Another expert noted the dangers of concussion might be more marked in younger players.
"One of the concerns is, 'Are concussions in kids that same as they are in adults,' " said Dr. Christopher Giza, an associate professor of pediatric neurology at the University of California, Los Angeles. "It has the potential to be a significant problem. It seems that younger brains might be more sensitive to these kind of injuries."
Giza said it takes a week to 10 days to recover from a concussion. "If you give an appropriate amount of time for the brain to return to normal, there may not be a long-term consequence -- the long-term consequence may be minimized," he said. "But, if you have second or third injuries before the brain is fully recovered, perhaps the risk for a cumulative problem is amplified."

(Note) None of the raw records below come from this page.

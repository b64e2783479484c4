//! Error types for the discovery server.
//!
//! Every layer has its own `thiserror` enum; [`McpError`] wraps them all and
//! [`McpError::kind`] folds any failure into the small taxonomy that tool
//! callers see.

use serde::Serialize;
use std::borrow::Cow;
use std::fmt;
use thiserror::Error;

/// Main error type for the server.
#[derive(Debug, Error)]
pub enum McpError {
    #[error("Protocol error: {0}")]
    Protocol(#[from] ProtocolError),

    #[error("Database error: {0}")]
    Database(#[from] DatabaseError),

    #[error("Query rejected: {0}")]
    Security(#[from] SecurityError),

    #[error("Configuration error: {0}")]
    Config(#[from] ConfigError),

    #[error("Tool error: {0}")]
    Tool(#[from] ToolError),

    #[error("IO error: {0}")]
    Io(#[from] std::io::Error),

    #[error("JSON error: {0}")]
    Json(#[from] serde_json::Error),

    #[error("Internal error: {message}")]
    Internal { message: Cow<'static, str> },
}

impl McpError {
    /// Classifies the error for structured tool failures.
    pub fn kind(&self) -> ErrorKind {
        match self {
            Self::Database(e) => e.kind(),
            Self::Security(_) => ErrorKind::ValidationRejected,
            Self::Config(_) => ErrorKind::InvalidArguments,
            Self::Tool(_) => ErrorKind::InvalidArguments,
            Self::Protocol(_) | Self::Io(_) | Self::Json(_) | Self::Internal { .. } => {
                ErrorKind::InternalError
            }
        }
    }
}

/// Failure classes reported to tool callers.
#[derive(Debug, Clone, Copy, PartialEq, Eq, Serialize)]
#[serde(rename_all = "snake_case")]
pub enum ErrorKind {
    /// Credential, network or timeout failure while connecting, or no live connection.
    ConnectionError,
    /// The statement failed validation and never reached the engine.
    ValidationRejected,
    /// The engine reported a failure for a permitted statement.
    ExecutionError,
    /// No schema snapshot exists yet.
    NotDiscovered,
    /// The referenced table is not part of the snapshot.
    NotFound,
    InvalidArguments,
    InternalError,
}

impl ErrorKind {
    pub fn as_str(&self) -> &'static str {
        match self {
            Self::ConnectionError => "connection_error",
            Self::ValidationRejected => "validation_rejected",
            Self::ExecutionError => "execution_error",
            Self::NotDiscovered => "not_discovered",
            Self::NotFound => "not_found",
            Self::InvalidArguments => "invalid_arguments",
            Self::InternalError => "internal_error",
        }
    }
}

impl fmt::Display for ErrorKind {
    fn fmt(&self, f: &mut fmt::Formatter<'_>) -> fmt::Result {
        f.write_str(self.as_str())
    }
}

/// JSON-RPC 2.0 and MCP protocol errors.
#[derive(Debug, Error)]
pub enum ProtocolError {
    #[error("Parse error: invalid JSON")]
    ParseError,

    #[error("Invalid request: {0}")]
    InvalidRequest(Cow<'static, str>),

    #[error("Method not found: {0}")]
    MethodNotFound(String),

    #[error("Invalid params: {0}")]
    InvalidParams(Cow<'static, str>),

    #[error("Internal error: {0}")]
    InternalError(Cow<'static, str>),

    #[error("Transport error: {0}")]
    Transport(Cow<'static, str>),
}

impl ProtocolError {
    /// Returns the JSON-RPC 2.0 error code.
    pub fn code(&self) -> i32 {
        match self {
            Self::ParseError => -32700,
            Self::InvalidRequest(_) => -32600,
            Self::MethodNotFound(_) => -32601,
            Self::InvalidParams(_) => -32602,
            Self::InternalError(_) => -32603,
            Self::Transport(_) => -32000,
        }
    }
}

/// Database-related errors.
#[derive(Debug, Error)]
pub enum DatabaseError {
    #[error("No active database connection. Call 'connect_database' first.")]
    NotConnected,

    #[error("Connection failed: {0}")]
    ConnectionFailed(String),

    #[error("Connection timed out after {0}s")]
    ConnectTimeout(u64),

    #[error("Query execution failed: {0}")]
    QueryFailed(String),

    #[error("Catalog lookup failed: {0}")]
    CatalogFailed(String),

    #[error("Unsupported database type: {0}")]
    UnsupportedType(String),

    #[error("Schema not discovered. Call 'connect_database' first.")]
    SchemaNotDiscovered,

    #[error("Table not found: {0}")]
    TableNotFound(String),

    #[error("No text column found in {0}")]
    NoTextColumns(String),

    #[error("Invalid identifier: {0}")]
    InvalidIdentifier(String),
}

impl DatabaseError {
    pub fn kind(&self) -> ErrorKind {
        match self {
            Self::NotConnected
            | Self::ConnectionFailed(_)
            | Self::ConnectTimeout(_)
            | Self::UnsupportedType(_) => ErrorKind::ConnectionError,
            Self::QueryFailed(_) | Self::CatalogFailed(_) => ErrorKind::ExecutionError,
            Self::SchemaNotDiscovered => ErrorKind::NotDiscovered,
            Self::TableNotFound(_) | Self::NoTextColumns(_) => ErrorKind::NotFound,
            Self::InvalidIdentifier(_) => ErrorKind::InvalidArguments,
        }
    }
}

/// Reasons a statement is refused before execution.
#[derive(Debug, Error)]
pub enum SecurityError {
    #[error("Only SELECT queries are permitted")]
    NotSelect,

    #[error("Forbidden keyword: {0}")]
    ForbiddenKeyword(String),

    #[error("Only a single statement is permitted")]
    MultipleStatements,
}

/// Configuration errors.
#[derive(Debug, Error)]
pub enum ConfigError {
    #[error("Missing required field: {0}")]
    MissingField(Cow<'static, str>),

    #[error("Invalid value for {field}: {message}")]
    InvalidValue {
        field: Cow<'static, str>,
        message: Cow<'static, str>,
    },

    #[error("Invalid database URL: {0}")]
    InvalidDatabaseUrl(String),
}

/// Tool execution errors.
#[derive(Debug, Error)]
pub enum ToolError {
    #[error("Tool not found: {0}")]
    NotFound(String),

    #[error("Invalid arguments: {0}")]
    InvalidArguments(String),

    #[error("Missing required argument: {0}")]
    MissingArgument(Cow<'static, str>),
}

/// Result type alias for McpError.
pub type Result<T> = std::result::Result<T, McpError>;

/// Result type alias for DatabaseError.
pub type DbResult<T> = std::result::Result<T, DatabaseError>;

/// Result type alias for ProtocolError.
pub type ProtocolResult<T> = std::result::Result<T, ProtocolError>;

/// Result type alias for SecurityError.
pub type SecurityResult<T> = std::result::Result<T, SecurityError>;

Giza advises parents and coaches that a concussion can occur even if the child did not lose consciousness. Even if there is any temporary clouding of consciousness, there may be a concussion, he said.
"If the individual is still symptomatic, headache, dizziness, confusion, nausea, unsteadiness, they should not return to play," Giza said. When the symptoms disappear they can talk with their coach or trainer about returning to sports, which is not the day the symptoms disappear.
Mangat said that when players reach the NFL -- where safety is taken more seriously because of the money involved -- brain damage may already have occurred. "There should be regular neuropsychological testing prior to joining a college team or a professional team to be able to 'red flag' someone who starts to show some decline," he said.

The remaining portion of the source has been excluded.